“I have no problem being arrested,” Grant Pardy says.
He’s talking about how he intends to mobilize against the recent choice not to renew Neera Datta’s position. Datta is the Learning Disabilities specialist who will be let go in June due to Dalhousie’s budgetary constraints.
Datta was the only Learning Disabilities specialist available to students at the three schools that Dal’s Counselling Centre serves: Dalhousie University, the University of King’s College, and the Nova Scotia College of Art and Design University.
“I am just so sick and tired of failing classes where I know the information,” Pardy says. But Pardy—a BSc student of mathematics who has ADHD, obsessive-compulsive personality disorder, and a learning disability that affects reading—doesn’t stop smiling. He may be angry, but he’s full of enthusiasm.
Pardy is one of a small group of students that are getting together to protest the cut. At press time, students were organizing a planning meeting, to happen on March 23.
When Bonnie Neuman, Dalhousie’s VP of Student Services, was asked what might change her decision, Neuman said, “this isn’t about Neera personally. This is about looking at all the services across all of our departments.”
“It’s not that students will have absolutely no alternative,” Neuman said. “There is an alternative. It’s just that students will have to pay for it.”
Datta offers psychological assessments, which start at about $1,500, according to a recent article in the Halifax Commoner. She also offers specialized study-technique education for students with learning disabilities.
Neuman said that students would now have to fund specialist services like Datta’s through the Dalhousie Student Health Plan, government grants, and family support.
Neuman said that her entire portfolio, which includes services like the Registrar’s Office and International Student Services, faced a 6.5 per cent cut due to a lack of available funding. At the same time, the numbers of students with disabilities who need “basic accommodation” like advocacy, scribes, or quiet test-writing spaces has increased. She says that while Counselling Services will no longer have Datta, she’ll be increasing funding to Student Accessibility Services to meet these other needs.
“We’ve been able to add an extra level of service for the students that she was able to help,” Neuman said, “but there’s a basic level of service that first has to be met.”
Neuman also added that Dalhousie doesn’t usually provide tutoring to students.
But Pardy says Datta’s services aren’t an extra, and they aren’t tutoring: they’re requisite psychological supports for his success at university.
Pardy wanted to take courses in history during his final year at Dalhousie. “Knowing I could see Neera was a source of comfort,” he said. He is now going to forgo these electives, because he has difficulties with reading and processing information without help.
Pardy hopes high school guidance counsellors will take Datta’s expired contract into account when advising students. “Tell them, don’t go to Dal.”
Neuman says the position was cut because a government grant, which paid for approximately half of Datta’s salary, was not renewed.
“Short of deciding to cut something else in order to invest more money in this area,” Neuman said, it would be impossible to maintain Datta’s position.
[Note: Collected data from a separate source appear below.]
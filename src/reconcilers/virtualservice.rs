// Copyright (c) 2025 Erick Bourgeois, firestoned
// SPDX-License-Identifier: MIT

//! `VirtualService` reconciliation logic.
//!
//! One pass converges the remote control plane towards a `VirtualService`:
//!
//! 1. A deleted service goes through finalizer-guarded cleanup.
//! 2. The finalizer is added if missing.
//! 3. The parent mesh must exist and be active (see [`check_mesh`]).
//! 4. The virtual router is created if missing.
//! 5. Routes on the router are converged to `spec.routes`.
//! 6. The remote virtual service is created, or rebound if it points at a
//!    different router.
//! 7. Status conditions mirror the remote lifecycle states.
//!
//! Every step reads before it writes, so a pass that finds everything in
//! place makes no remote mutation and no status write.

use crate::cloud::{DesiredVirtualService, RemoteVirtualService};
use crate::context::Context;
use crate::crd::{ConditionStatus, VirtualServiceConditionType};
use crate::errors::ReconcileError;
use crate::reconcilers::finalizers::{ensure_finalizer, handle_deletion};
use crate::reconcilers::mesh_gate::{check_mesh, MeshGate};
use crate::reconcilers::routes::sync_routes;
use crate::reconcilers::status::{condition_for_status, ensure_condition};
use kube::ResourceExt;
use tracing::{debug, info, warn};

/// Reconciles the `VirtualService` `namespace/name`.
///
/// A service that no longer exists is not an error.
///
/// # Errors
///
/// Returns an error if:
/// - `spec.meshName` is empty
/// - the parent mesh is not active
/// - a store read or write fails, including resource version conflicts
/// - a control plane call fails with anything but not-found
/// - one or more route operations failed (after the rest of the pass ran)
pub async fn reconcile_virtual_service(
    ctx: &Context,
    namespace: &str,
    name: &str,
) -> Result<(), ReconcileError> {
    let vs = match ctx.virtual_services.get(namespace, name).await {
        Ok(vs) => vs,
        Err(e) if e.is_not_found() => {
            debug!("VirtualService {}/{} no longer exists", namespace, name);
            return Ok(());
        }
        Err(e) => return Err(ReconcileError::store("failed to get virtual service", e)),
    };

    info!("Reconciling VirtualService: {}/{}", namespace, name);

    if vs.metadata.deletion_timestamp.is_some() {
        return handle_deletion(ctx, vs).await;
    }

    let vs = ensure_finalizer(ctx, vs).await?;

    match check_mesh(ctx, &vs).await? {
        MeshGate::Continue => {}
        MeshGate::Skip | MeshGate::Cascade => return Ok(()),
    }

    if vs.spec.mesh_name.is_empty() {
        return Err(ReconcileError::Validation(format!(
            "meshName must be set on VirtualService {namespace}/{name}"
        )));
    }

    let control_plane = ctx.control_plane.as_ref();
    let store = ctx.virtual_services.as_ref();
    let (mesh_name, _) = vs.mesh_ref();
    let router_name = vs.virtual_router_name();

    // Virtual router
    let (vs, router) = match control_plane
        .get_virtual_router(&router_name, &mesh_name)
        .await
    {
        Ok(router) => (vs, router),
        Err(e) if e.is_not_found() => {
            info!(
                "Creating virtual router {} in mesh {}",
                router_name, mesh_name
            );
            let router = control_plane
                .create_virtual_router(&router_name, &mesh_name)
                .await
                .map_err(|e| ReconcileError::control_plane("failed to create virtual router", e))?;
            let vs = ensure_condition(
                store,
                vs,
                VirtualServiceConditionType::VirtualRouterActive,
                condition_for_status(router.status),
            )
            .await
            .map_err(|e| ReconcileError::store("failed to update status", e))?;
            (vs, router)
        }
        Err(e) => {
            return Err(ReconcileError::control_plane(
                "failed to get virtual router",
                e,
            ))
        }
    };

    // Routes
    let existing = control_plane
        .get_routes_for_virtual_router(&router_name, &mesh_name)
        .await
        .map_err(|e| ReconcileError::control_plane("failed to get routes", e))?;
    let route_sync = sync_routes(
        control_plane,
        &mesh_name,
        &router_name,
        &vs.spec.routes,
        &existing,
    )
    .await;

    let routes_active = match control_plane
        .get_routes_for_virtual_router(&router_name, &mesh_name)
        .await
    {
        Ok(routes) => routes.iter().all(|route| route.status.is_active()),
        Err(e) => {
            warn!(
                "Failed to list routes of virtual router {} for status: {}",
                router_name, e
            );
            false
        }
    };
    let vs = ensure_condition(
        store,
        vs,
        VirtualServiceConditionType::RoutesActive,
        ConditionStatus::from_bool(routes_active),
    )
    .await
    .map_err(|e| ReconcileError::store("failed to update status", e))?;

    // Virtual service
    let desired = DesiredVirtualService {
        name: vs.name_any(),
        virtual_router_name: router_name.clone(),
    };
    let remote = match control_plane
        .get_virtual_service(&desired.name, &mesh_name)
        .await
    {
        Ok(observed) if virtual_service_needs_update(&desired, &observed) => {
            info!(
                "Updating virtual service {} in mesh {} to use virtual router {}",
                desired.name, mesh_name, router_name
            );
            control_plane
                .update_virtual_service(&desired, &mesh_name)
                .await
                .map_err(|e| ReconcileError::control_plane("failed to update virtual service", e))?
        }
        Ok(observed) => observed,
        Err(e) if e.is_not_found() => {
            info!(
                "Creating virtual service {} in mesh {}",
                desired.name, mesh_name
            );
            control_plane
                .create_virtual_service(&desired, &mesh_name)
                .await
                .map_err(|e| ReconcileError::control_plane("failed to create virtual service", e))?
        }
        Err(e) => {
            return Err(ReconcileError::control_plane(
                "failed to get virtual service",
                e,
            ))
        }
    };

    // Conditions
    let vs = ensure_condition(
        store,
        vs,
        VirtualServiceConditionType::VirtualServiceActive,
        condition_for_status(remote.status),
    )
    .await
    .map_err(|e| ReconcileError::store("failed to update status", e))?;
    ensure_condition(
        store,
        vs,
        VirtualServiceConditionType::VirtualRouterActive,
        condition_for_status(router.status),
    )
    .await
    .map_err(|e| ReconcileError::store("failed to update status", e))?;

    let report = route_sync?;
    if report.has_changes() {
        info!(
            "VirtualService {}/{} reconciled: {} routes created, {} updated, {} deleted",
            namespace,
            name,
            report.created.len(),
            report.updated.len(),
            report.deleted.len()
        );
    } else {
        debug!("VirtualService {}/{} reconciled, routes unchanged", namespace, name);
    }
    Ok(())
}

/// Whether the remote virtual service is bound to a different router than desired.
///
/// Only the router binding is compared. A service without a router provider
/// counts as bound to the empty name.
#[must_use]
pub fn virtual_service_needs_update(
    desired: &DesiredVirtualService,
    observed: &RemoteVirtualService,
) -> bool {
    observed.virtual_router_name.as_deref().unwrap_or_default() != desired.virtual_router_name
}

#[cfg(test)]
#[path = "virtualservice_tests.rs"]
mod virtualservice_tests;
When asked if high-level Dalhousie administrators would consider cutting their own salaries, she responded, “it’s a sophisticated sort of issue.”
Neuman said that she felt that cutting the Learning Disabilities specialist was done “in a very honest way.”
“I don’t believe in hiding the decisions that have to be made,” she said.
The Gazette tried to get in touch with Neuman for Torey Ellis’ March 18 article “Dal cuts Learning Disabilities Specialist.” But Neuman refused comment, and denied media access to Counselling Services.
When asked why Neuman had blocked access to the department, Dalhousie University president Tom Traves said, “people don’t go around giving their own view of things. It’s an organization, someone has to give an organizational view … (Neuman) should be able to talk to you.”
Neuman called the Gazette to comment later that day.
When asked why she had blocked media access to the Counselling Services department, she said, “that’s not their appropriate role.”
Neuman said that Victor Day, the director of Counselling Services, “knows that his job as the director … is to be supportive of the decisions that are made.”
“The director said to me that he wanted me to sign the communications with parents and students that are going out because I was the one making the budget decision,” she said.
Victor Day would not comment for this story.